⟨

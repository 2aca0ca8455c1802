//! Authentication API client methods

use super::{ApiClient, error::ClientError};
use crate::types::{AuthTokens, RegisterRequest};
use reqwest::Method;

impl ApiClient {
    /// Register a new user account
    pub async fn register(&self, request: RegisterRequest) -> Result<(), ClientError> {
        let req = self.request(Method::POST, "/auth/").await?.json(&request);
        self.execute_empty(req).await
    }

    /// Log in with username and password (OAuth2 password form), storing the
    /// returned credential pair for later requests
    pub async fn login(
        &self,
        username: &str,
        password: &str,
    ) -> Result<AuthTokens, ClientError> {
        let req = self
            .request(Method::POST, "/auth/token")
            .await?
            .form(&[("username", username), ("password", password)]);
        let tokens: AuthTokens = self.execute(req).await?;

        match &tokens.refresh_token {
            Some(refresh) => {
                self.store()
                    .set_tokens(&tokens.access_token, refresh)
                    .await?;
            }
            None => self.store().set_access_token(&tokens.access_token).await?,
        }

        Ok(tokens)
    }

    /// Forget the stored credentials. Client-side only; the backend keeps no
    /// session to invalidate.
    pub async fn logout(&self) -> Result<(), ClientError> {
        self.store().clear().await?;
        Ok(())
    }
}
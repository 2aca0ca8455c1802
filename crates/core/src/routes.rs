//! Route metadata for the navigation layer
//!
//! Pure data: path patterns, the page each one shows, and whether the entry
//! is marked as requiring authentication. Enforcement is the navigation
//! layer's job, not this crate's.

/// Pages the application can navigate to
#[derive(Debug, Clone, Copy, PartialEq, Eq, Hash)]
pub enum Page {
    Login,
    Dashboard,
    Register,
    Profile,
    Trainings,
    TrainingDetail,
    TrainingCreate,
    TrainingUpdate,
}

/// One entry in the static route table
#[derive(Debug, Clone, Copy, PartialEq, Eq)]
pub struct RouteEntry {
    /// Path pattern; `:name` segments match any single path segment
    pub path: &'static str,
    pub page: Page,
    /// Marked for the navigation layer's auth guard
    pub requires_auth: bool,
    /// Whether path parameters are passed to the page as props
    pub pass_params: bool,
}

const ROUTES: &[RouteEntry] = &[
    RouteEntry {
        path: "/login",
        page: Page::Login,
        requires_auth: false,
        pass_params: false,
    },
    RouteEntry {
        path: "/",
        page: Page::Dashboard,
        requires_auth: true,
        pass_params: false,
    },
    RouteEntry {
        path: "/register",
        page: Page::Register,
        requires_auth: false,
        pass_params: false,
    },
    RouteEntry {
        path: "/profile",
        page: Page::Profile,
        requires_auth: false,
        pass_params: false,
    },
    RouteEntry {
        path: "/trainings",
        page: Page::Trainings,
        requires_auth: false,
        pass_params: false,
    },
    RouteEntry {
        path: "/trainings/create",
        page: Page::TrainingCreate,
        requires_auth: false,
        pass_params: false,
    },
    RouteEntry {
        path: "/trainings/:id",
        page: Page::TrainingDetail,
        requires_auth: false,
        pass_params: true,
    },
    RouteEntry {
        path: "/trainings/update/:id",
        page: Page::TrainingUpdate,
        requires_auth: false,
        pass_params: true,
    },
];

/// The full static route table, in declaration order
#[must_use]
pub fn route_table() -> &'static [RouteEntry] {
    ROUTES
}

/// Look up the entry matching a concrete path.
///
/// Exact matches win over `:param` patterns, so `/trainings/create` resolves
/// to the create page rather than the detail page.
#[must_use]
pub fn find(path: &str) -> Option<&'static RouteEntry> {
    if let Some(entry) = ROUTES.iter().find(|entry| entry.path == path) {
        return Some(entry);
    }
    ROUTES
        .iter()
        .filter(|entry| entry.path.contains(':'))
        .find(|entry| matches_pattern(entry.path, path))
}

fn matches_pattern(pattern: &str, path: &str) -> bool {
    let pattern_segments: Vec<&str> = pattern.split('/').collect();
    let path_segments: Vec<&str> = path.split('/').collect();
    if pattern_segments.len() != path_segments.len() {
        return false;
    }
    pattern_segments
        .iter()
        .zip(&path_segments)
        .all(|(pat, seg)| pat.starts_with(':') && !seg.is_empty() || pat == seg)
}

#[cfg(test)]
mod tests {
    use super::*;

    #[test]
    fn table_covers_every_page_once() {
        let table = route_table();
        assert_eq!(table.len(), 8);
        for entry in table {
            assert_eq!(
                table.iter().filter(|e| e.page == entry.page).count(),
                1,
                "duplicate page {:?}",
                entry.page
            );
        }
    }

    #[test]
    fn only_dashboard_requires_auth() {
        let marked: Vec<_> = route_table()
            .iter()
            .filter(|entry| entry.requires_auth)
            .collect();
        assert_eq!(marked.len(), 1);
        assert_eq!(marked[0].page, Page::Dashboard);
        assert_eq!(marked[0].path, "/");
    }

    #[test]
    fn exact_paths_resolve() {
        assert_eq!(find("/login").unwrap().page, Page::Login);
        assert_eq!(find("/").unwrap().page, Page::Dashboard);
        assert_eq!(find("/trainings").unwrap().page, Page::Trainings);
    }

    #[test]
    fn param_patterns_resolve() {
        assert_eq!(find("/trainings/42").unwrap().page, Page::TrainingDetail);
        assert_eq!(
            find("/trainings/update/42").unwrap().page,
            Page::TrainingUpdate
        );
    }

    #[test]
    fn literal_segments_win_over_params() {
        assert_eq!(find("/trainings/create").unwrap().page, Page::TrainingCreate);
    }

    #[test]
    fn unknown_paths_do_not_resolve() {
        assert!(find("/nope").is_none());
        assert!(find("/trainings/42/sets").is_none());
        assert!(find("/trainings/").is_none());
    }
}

⟩

Description of the task. Reproduce every line of the listing above in which the string "static" appears.

Solved problem.
/// One entry in the static route table
    pub path: &'static str,
/// The full static route table, in declaration order
pub fn route_table() -> &'static [RouteEntry] {
pub fn find(path: &str) -> Option<&'static RouteEntry> {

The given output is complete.